(Stored records)
------
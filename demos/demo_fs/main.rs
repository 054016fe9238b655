//! Composes the bundled backends: an in-memory filesystem as the root,
//! with a tar archive mounted read-only under `archive/`.

use std::io::Cursor;
use std::sync::Arc;

use mosaicfs::fs::{dispatch, file, FileMode, Fs};
use mosaicfs::mount::MountFs;
use mosaicfs::tar::{TarFs, TarOptions};
use mosaicfs::{mem, Result};

const BLOCK: usize = 512;

fn tar_entry(name: &str, contents: &[u8]) -> Vec<u8> {
    let mut block = [0u8; BLOCK];
    block[..name.len()].copy_from_slice(name.as_bytes());
    block[100..107].copy_from_slice(b"0000644");
    block[108..115].copy_from_slice(b"0000000");
    block[116..123].copy_from_slice(b"0000000");
    block[124..135].copy_from_slice(format!("{:011o}", contents.len()).as_bytes());
    block[136..147].copy_from_slice(b"00000000000");
    block[156] = b'0';
    block[257..263].copy_from_slice(b"ustar\0");
    block[263..265].copy_from_slice(b"00");
    let mut sum: u64 = 0;
    for (idx, byte) in block.iter().enumerate() {
        sum += if (148..156).contains(&idx) { b' ' as u64 } else { *byte as u64 };
    }
    block[148..155].copy_from_slice(format!("{sum:06o}\0").as_bytes());

    let mut out = block.to_vec();
    out.extend_from_slice(contents);
    let partial = contents.len() % BLOCK;
    if partial != 0 {
        out.extend(std::iter::repeat(0u8).take(BLOCK - partial));
    }
    out
}

#[tokio::main]
async fn main() -> Result<()> {
    tracing_subscriber::fmt().with_env_filter("debug").init();

    let root = Arc::new(mem::new_fs().await?);
    let mut handle = dispatch::create(root.as_ref(), "hello.txt").await?;
    file::write(handle.as_mut(), b"hello from the in-memory root\n").await?;
    handle.close().await?;
    dispatch::mkdir(root.as_ref(), "archive", FileMode::new(0o755)).await?;

    let mut archive = tar_entry("greeting.txt", b"hello from the tar archive\n");
    archive.extend(std::iter::repeat(0u8).take(2 * BLOCK));
    let tar = TarFs::new(Cursor::new(archive), TarOptions::default()).await?;

    let composed = MountFs::new(root);
    composed.add_mount("archive", Arc::new(tar)).await?;

    for name in ["hello.txt", "archive/greeting.txt"] {
        let contents = dispatch::read_file(&composed, name).await?;
        print!("{name}: {}", String::from_utf8_lossy(&contents));
    }
    Ok(())
}
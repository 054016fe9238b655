//! In-memory key-value store backend --- [`MemStore`].
//!
//! Records live in a process-wide concurrent map from canonical path to
//! entry. Contents are copied on write and on read, so no caller can
//! alias the stored bytes. Transactions serialize on a single mutex and
//! keep an undo log, so a handler-directed abort rolls the map back.

use std::sync::Arc;
use std::time::SystemTime;

use async_trait::async_trait;
use dashmap::DashMap;
use tokio::sync::Mutex;
use tracing::trace;

use crate::blob::{Blob, HeapBlob};
use crate::cancel;
use crate::error::{ErrorKind, FsError, Result};
use crate::kv::KvFs;
use crate::path;
use crate::store::{
    OpHandler, OpId, OpResult, Record, RecordMeta, Store, Transaction, TransactionStore,
    TxDecision, TxMode, TxOptions,
};

/// A fresh filesystem backed by a [`MemStore`].
pub async fn new_fs() -> Result<KvFs> {
    KvFs::new(Arc::new(MemStore::new())).await
}

#[derive(Clone)]
struct MemEntry {
    meta: RecordMeta,
    /// `None` marks a directory.
    data: Option<Arc<Vec<u8>>>,
}

/// Process-wide in-memory store.
pub struct MemStore {
    map: Arc<DashMap<String, MemEntry>>,
    tx_lock: Arc<Mutex<()>>,
}

impl MemStore {
    pub fn new() -> MemStore {
        MemStore { map: Arc::new(DashMap::new()), tx_lock: Arc::new(Mutex::new(())) }
    }

    async fn apply_set(&self, key: &str, record: Option<&Arc<dyn Record>>) -> Result<()> {
        self.apply_set_with_contents(key, record, None).await
    }

    async fn apply_set_with_contents(
        &self,
        key: &str,
        record: Option<&Arc<dyn Record>>,
        contents: Option<Vec<u8>>,
    ) -> Result<()> {
        match record {
            None => {
                self.map.remove(key);
            }
            Some(record) => {
                let mode = record.mode();
                let entry = if mode.is_dir() {
                    MemEntry {
                        meta: RecordMeta { size: 0, mode, modtime: record.modtime() },
                        data: None,
                    }
                } else {
                    let bytes = match contents {
                        Some(bytes) => bytes,
                        None => record.data().await?.bytes().to_vec(),
                    };
                    MemEntry {
                        meta: RecordMeta {
                            size: bytes.len() as u64,
                            mode,
                            modtime: record.modtime(),
                        },
                        data: Some(Arc::new(bytes)),
                    }
                };
                self.map.insert(key.to_owned(), entry);
            }
        }
        Ok(())
    }
}

impl Default for MemStore {
    fn default() -> Self {
        MemStore::new()
    }
}

#[async_trait]
impl Store for MemStore {
    async fn get(&self, key: &str) -> Result<Arc<dyn Record>> {
        let entry = match self.map.get(key) {
            Some(entry) => entry.clone(),
            None => return Err(FsError::Kind(ErrorKind::NotExist)),
        };
        Ok(Arc::new(MemRecord { key: key.to_owned(), entry, map: self.map.clone() }))
    }

    async fn set(&self, key: &str, record: Option<Arc<dyn Record>>) -> Result<()> {
        self.apply_set(key, record.as_ref()).await
    }

    fn as_transactional(&self) -> Option<&dyn TransactionStore> {
        Some(self)
    }
}

#[async_trait]
impl TransactionStore for MemStore {
    async fn transaction(&self, options: TxOptions) -> Result<Box<dyn Transaction>> {
        Ok(Box::new(MemTransaction {
            store: MemStore { map: self.map.clone(), tx_lock: self.tx_lock.clone() },
            options,
            ops: Vec::new(),
        }))
    }
}

struct MemRecord {
    key: String,
    entry: MemEntry,
    map: Arc<DashMap<String, MemEntry>>,
}

#[async_trait]
impl Record for MemRecord {
    async fn data(&self) -> Result<Box<dyn Blob>> {
        match &self.entry.data {
            Some(bytes) => Ok(Box::new(HeapBlob::from(bytes.as_slice()))),
            None => Err(FsError::Kind(ErrorKind::IsDir)),
        }
    }

    async fn read_dir_names(&self) -> Result<Vec<String>> {
        if self.entry.data.is_some() {
            return Err(FsError::Kind(ErrorKind::NotDir));
        }
        let mut names = Vec::new();
        for item in self.map.iter() {
            let key = item.key();
            if key == path::ROOT {
                continue;
            }
            if path::parent(key) == self.key {
                names.push(path::base(key).to_owned());
            }
        }
        Ok(names)
    }

    fn size(&self) -> u64 {
        self.entry.meta.size
    }

    fn mode(&self) -> crate::fs::FileMode {
        self.entry.meta.mode
    }

    fn modtime(&self) -> SystemTime {
        self.entry.meta.modtime
    }
}

enum PendingOp {
    Get { key: String },
    Set { key: String, record: Option<Arc<dyn Record>>, contents: Option<Vec<u8>> },
}

struct Pending {
    id: OpId,
    op: PendingOp,
    handler: Option<OpHandler>,
}

/// Mutex-guarded transaction over a [`MemStore`].
struct MemTransaction {
    store: MemStore,
    options: TxOptions,
    ops: Vec<Pending>,
}

impl MemTransaction {
    fn enqueue(&mut self, op: PendingOp, handler: Option<OpHandler>) -> OpId {
        let id = self.ops.len() as OpId;
        self.ops.push(Pending { id, op, handler });
        id
    }

    fn rollback(store: &MemStore, undo: &mut Vec<(String, Option<MemEntry>)>) {
        trace!(entries = undo.len(), "rolling back transaction");
        for (key, prior) in undo.drain(..).rev() {
            match prior {
                Some(entry) => {
                    store.map.insert(key, entry);
                }
                None => {
                    store.map.remove(&key);
                }
            }
        }
    }
}

#[async_trait]
impl Transaction for MemTransaction {
    async fn get(&mut self, key: &str) -> OpId {
        self.enqueue(PendingOp::Get { key: key.to_owned() }, None)
    }

    async fn get_with(&mut self, key: &str, handler: OpHandler) -> OpId {
        self.enqueue(PendingOp::Get { key: key.to_owned() }, Some(handler))
    }

    async fn set(
        &mut self,
        key: &str,
        record: Option<Arc<dyn Record>>,
        contents: Option<Vec<u8>>,
    ) -> OpId {
        self.enqueue(PendingOp::Set { key: key.to_owned(), record, contents }, None)
    }

    async fn set_with(
        &mut self,
        key: &str,
        record: Option<Arc<dyn Record>>,
        contents: Option<Vec<u8>>,
        handler: OpHandler,
    ) -> OpId {
        self.enqueue(PendingOp::Set { key: key.to_owned(), record, contents }, Some(handler))
    }

    async fn commit(self: Box<Self>, token: cancel::Token) -> Result<Vec<OpResult>> {
        let transaction = *self;
        let MemTransaction { store, options, ops } = transaction;

        let guard = tokio::select! {
            guard = store.tx_lock.lock() => guard,
            _ = token.cancelled() => return Err(token.error()),
        };

        let mut results = Vec::with_capacity(ops.len());
        let mut undo: Vec<(String, Option<MemEntry>)> = Vec::new();
        let mut aborted = false;

        for pending in ops {
            if aborted {
                results.push(OpResult {
                    op: pending.id,
                    record: None,
                    err: Some(FsError::Kind(ErrorKind::Canceled)),
                });
                continue;
            }
            if token.is_cancelled() {
                MemTransaction::rollback(&store, &mut undo);
                return Err(token.error());
            }

            let result = match pending.op {
                PendingOp::Get { key } => match store.get(&key).await {
                    Ok(record) => OpResult { op: pending.id, record: Some(record), err: None },
                    Err(err) => OpResult { op: pending.id, record: None, err: Some(err) },
                },
                PendingOp::Set { key, record, contents } => {
                    if options.mode == TxMode::ReadOnly {
                        OpResult {
                            op: pending.id,
                            record: None,
                            err: Some(FsError::Kind(ErrorKind::Permission)),
                        }
                    } else {
                        let prior = store.map.get(&key).map(|entry| entry.clone());
                        undo.push((key.clone(), prior));
                        match store
                            .apply_set_with_contents(&key, record.as_ref(), contents)
                            .await
                        {
                            Ok(()) => OpResult { op: pending.id, record: None, err: None },
                            Err(err) => {
                                OpResult { op: pending.id, record: None, err: Some(err) }
                            }
                        }
                    }
                }
            };

            if let Some(handler) = pending.handler {
                if handler(&result) == TxDecision::Abort {
                    MemTransaction::rollback(&store, &mut undo);
                    aborted = true;
                }
            }
            results.push(result);
        }

        drop(guard);
        Ok(results)
    }

    async fn abort(self: Box<Self>) -> Result<()> {
        Ok(())
    }
}

#[cfg(test)]
mod tests {
    use super::*;
    use crate::fs::FileMode;
    use crate::kv::{DirRecord, FileRecord};

    fn file_record(bytes: &[u8]) -> Arc<dyn Record> {
        Arc::new(FileRecord::new(bytes.to_vec(), FileMode::new(0o644), SystemTime::now()))
    }

    fn dir_record() -> Arc<dyn Record> {
        Arc::new(DirRecord::new(FileMode::new(0o755), SystemTime::now()))
    }

    #[tokio::test]
    async fn test_get_missing() {
        let store = MemStore::new();
        assert!(store.get("nope").await.unwrap_err().is(ErrorKind::NotExist));
    }

    #[tokio::test]
    async fn test_set_get_roundtrip() {
        let store = MemStore::new();
        store.set("f", Some(file_record(b"abc"))).await.unwrap();
        let record = store.get("f").await.unwrap();
        assert_eq!(record.size(), 3);
        assert_eq!(record.data().await.unwrap().bytes(), b"abc");

        store.set("f", None).await.unwrap();
        assert!(store.get("f").await.unwrap_err().is(ErrorKind::NotExist));
    }

    #[tokio::test]
    async fn test_prefix_scan_children() {
        let store = MemStore::new();
        store.set(".", Some(dir_record())).await.unwrap();
        store.set("a", Some(dir_record())).await.unwrap();
        store.set("a/x", Some(file_record(b""))).await.unwrap();
        store.set("a/y", Some(file_record(b""))).await.unwrap();
        store.set("a/y2/z", Some(file_record(b""))).await.unwrap();
        store.set("b", Some(file_record(b""))).await.unwrap();

        let mut names = store.get("a").await.unwrap().read_dir_names().await.unwrap();
        names.sort();
        assert_eq!(names, vec!["x", "y"]);

        let mut top = store.get(".").await.unwrap().read_dir_names().await.unwrap();
        top.sort();
        assert_eq!(top, vec!["a", "b"]);
    }

    #[tokio::test]
    async fn test_transaction_results_in_order() {
        let store = MemStore::new();
        store.set("a", Some(file_record(b"1"))).await.unwrap();

        let mut tx = store.transaction(TxOptions::default()).await.unwrap();
        let first = tx.get("a").await;
        let second = tx.set("b", Some(file_record(b"2")), None).await;
        let third = tx.get("b").await;
        let results = tx.commit(cancel::Token::background()).await.unwrap();

        assert_eq!(results.len(), 3);
        assert_eq!(results[0].op, first);
        assert_eq!(results[1].op, second);
        assert_eq!(results[2].op, third);
        assert!(results.iter().all(|result| result.ok()));
    }

    #[tokio::test]
    async fn test_handler_abort_rolls_back() {
        let store = MemStore::new();
        store.set("a", Some(file_record(b"old"))).await.unwrap();

        let mut tx = store.transaction(TxOptions::default()).await.unwrap();
        tx.set("a", Some(file_record(b"new")), None).await;
        tx.set_with("missing-parent", None, None, Box::new(|_: &OpResult| TxDecision::Abort)).await;
        tx.set("b", Some(file_record(b"later")), None).await;
        let results = tx.commit(cancel::Token::background()).await.unwrap();

        assert!(results[2].err.as_ref().is_some_and(|err| err.is(ErrorKind::Canceled)));
        let record = store.get("a").await.unwrap();
        assert_eq!(record.data().await.unwrap().bytes(), b"old");
        assert!(store.get("b").await.unwrap_err().is(ErrorKind::NotExist));
    }

    #[tokio::test]
    async fn test_readonly_transaction_rejects_writes() {
        let store = MemStore::new();
        let mut tx = store
            .transaction(TxOptions { mode: TxMode::ReadOnly })
            .await
            .unwrap();
        tx.set("a", Some(file_record(b"x")), None).await;
        let results = tx.commit(cancel::Token::background()).await.unwrap();
        assert!(results[0].err.as_ref().is_some_and(|err| err.is(ErrorKind::Permission)));
        assert!(store.get("a").await.unwrap_err().is(ErrorKind::NotExist));
    }

    #[tokio::test]
    async fn test_data_copied_not_aliased() {
        let store = MemStore::new();
        store.set("f", Some(file_record(b"abc"))).await.unwrap();
        let record = store.get("f").await.unwrap();
        let mut data = record.data().await.unwrap();
        crate::blob::set(&mut data, b"XXX", 0).unwrap();
        let again = store.get("f").await.unwrap();
        assert_eq!(again.data().await.unwrap().bytes(), b"abc");
    }
}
------
• _Task brief_
Isolate the lines above that contain the word "Canceled" and copy them.

• _Answer below_
                    err: Some(FsError::Kind(ErrorKind::Canceled)),
        assert!(results[2].err.as_ref().is_some_and(|err| err.is(ErrorKind::Canceled)));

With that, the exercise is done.